Segundo ele, é preciso “construir pontes onde há pessoas cavando fossos e, assim, alcançar alguma paz social“. “Por óbvio, quem se alimenta e vive do ódio não quer a superação do momento de conflito agudo. Não quer ouvir sobre o DIREITO de ninguém, sobre o drama do próximo“, afirmou. “Vamos dialogar através do DIREITO, não ocupamos a arena da política partidária e buscaremos atrair para esse debate até os que, polarizados e cegos por ideologias, não acreditam ser possível superar o atual momento. É uma grande tarefa que precisa de toda a advocacia do Brasil.
Equívoco histórico
No início do mês, em entrevista ao jornal O Globo, o presidente da OAB considerou que “em muitos momentos” o Estado sacrificou o direito de defesa na Lava Jato. “Não pode haver vazamento, é sagrado o direito de defesa. Exorbitamos nas prisões preventivas e na politização dos processos“. Ele também considerou um “equívoco histórico” a ida de Sergio Moro para o Ministério da Justiça. “É uma escolha legítima, legal, mas equivocada. Para o processo que o Brasil viveu, o ideal era que ele não tivesse migrado para o Executivo. O processo ainda está em andamento, e ele virou, bem ou mal, símbolo dele.
Nos últimos dias, além de diversos ataques, o comando da OAB também foi objeto de fake news, levando a desmentidos na página oficial da entidade na internet. No dia 5, por exemplo, a Ordem desmentiu que fosse expulsar quem advogasse de graça para vítimas da tragédia de Brumadinho (MG).
Lamentável que a indústria de produção em massa de notícias falsas, que atenta contra a democracia ao buscar deturpar fatos durante as eleições, permaneça ativa servindo sabe-se lá a quais interesses”, escreveu a OAB. “Pior ainda é a onda de manifestações indignadas que surgem a reboque dessas mentiras vindas de pessoas e até de parlamentares eleitos que deveriam ter o mínimo de cuidado com aquilo que divulgam, ainda que em respeito à própria reputação.

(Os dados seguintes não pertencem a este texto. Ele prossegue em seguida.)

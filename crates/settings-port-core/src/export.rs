use chrono::{DateTime, Utc};
use settings_port_models::{
    AuthSettings, BookmarkSettings, LanguageSettings, PreferenceSettings, ProgressSettings,
    QualitySettings, Snapshot, SubtitleSettings, ThemeSettings, VolumeSettings,
};
use settings_port_stores::SettingsStores;
use tracing::debug;

/// Assembles the full settings document from the current store values. Pure
/// read; nothing is mutated.
///
/// With `include_sensitive` unset the account credentials are left out of the
/// auth section while the backend URL and proxy list still export.
pub fn build_snapshot<S: SettingsStores>(stores: &S, include_sensitive: bool) -> Snapshot {
    debug!(include_sensitive, "building settings snapshot");
    Snapshot {
        auth: Some(AuthSettings {
            account: include_sensitive.then(|| stores.account()).flatten(),
            backend_url: stores.backend_url(),
            proxy_set: stores.proxy_set(),
        }),
        bookmarks: Some(BookmarkSettings {
            bookmarks: stores.bookmarks(),
        }),
        language: Some(LanguageSettings {
            language: stores.language(),
        }),
        preferences: Some(PreferenceSettings {
            enable_thumbnails: stores.enable_thumbnails(),
        }),
        progress: Some(ProgressSettings {
            items: stores.items(),
        }),
        quality: Some(QualitySettings {
            quality: stores.quality(),
        }),
        subtitles: Some(SubtitleSettings {
            last_selected_language: stores.last_selected_language(),
            styling: stores.styling(),
            override_casing: stores.override_casing(),
            delay: stores.delay(),
        }),
        theme: Some(ThemeSettings {
            theme: stores.theme(),
        }),
        volume: Some(VolumeSettings {
            volume: stores.volume(),
        }),
    }
}

/// Human-readable JSON, the document users carry between installations.
pub fn serialize_snapshot(snapshot: &Snapshot) -> serde_json::Result<String> {
    serde_json::to_string_pretty(snapshot)
}

/// `<product> settings - <date>.json`, date-only so re-exports on the same
/// day overwrite each other instead of piling up.
pub fn export_file_name(product: &str, at: DateTime<Utc>) -> String {
    format!("{} settings - {}.json", product, at.format("%Y-%m-%d"))
}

No dia 10, novo desmentido, após uma foto circular pelas redes sociais com a falsa informação de que o presidente da OAB estaria apoiando Cesare Battisti, recentemente deportado para a Itália. Uma imagem apontada na imagem não se tratava de Santa Cruz. “O Marco Civil da Internet, de 2014, representou importante conquista, ao prever a retirada de conteúdo indevido da rede, pela via judicial. Não obstante, precisamos avançar mais, promovendo campanhas informativas e fortalecendo o jornalismo profissional“, afirmou na ocasião.
Santa Cruz foi eleito em 31 de janeiro e tomou posse no Conselho Federal no dia seguinte. Com 46 anos, formado na Pontifícia Universidade Católica (PUC) do Rio de Janeiro, ele foi presidente da OAB-RJ por dois mandatos.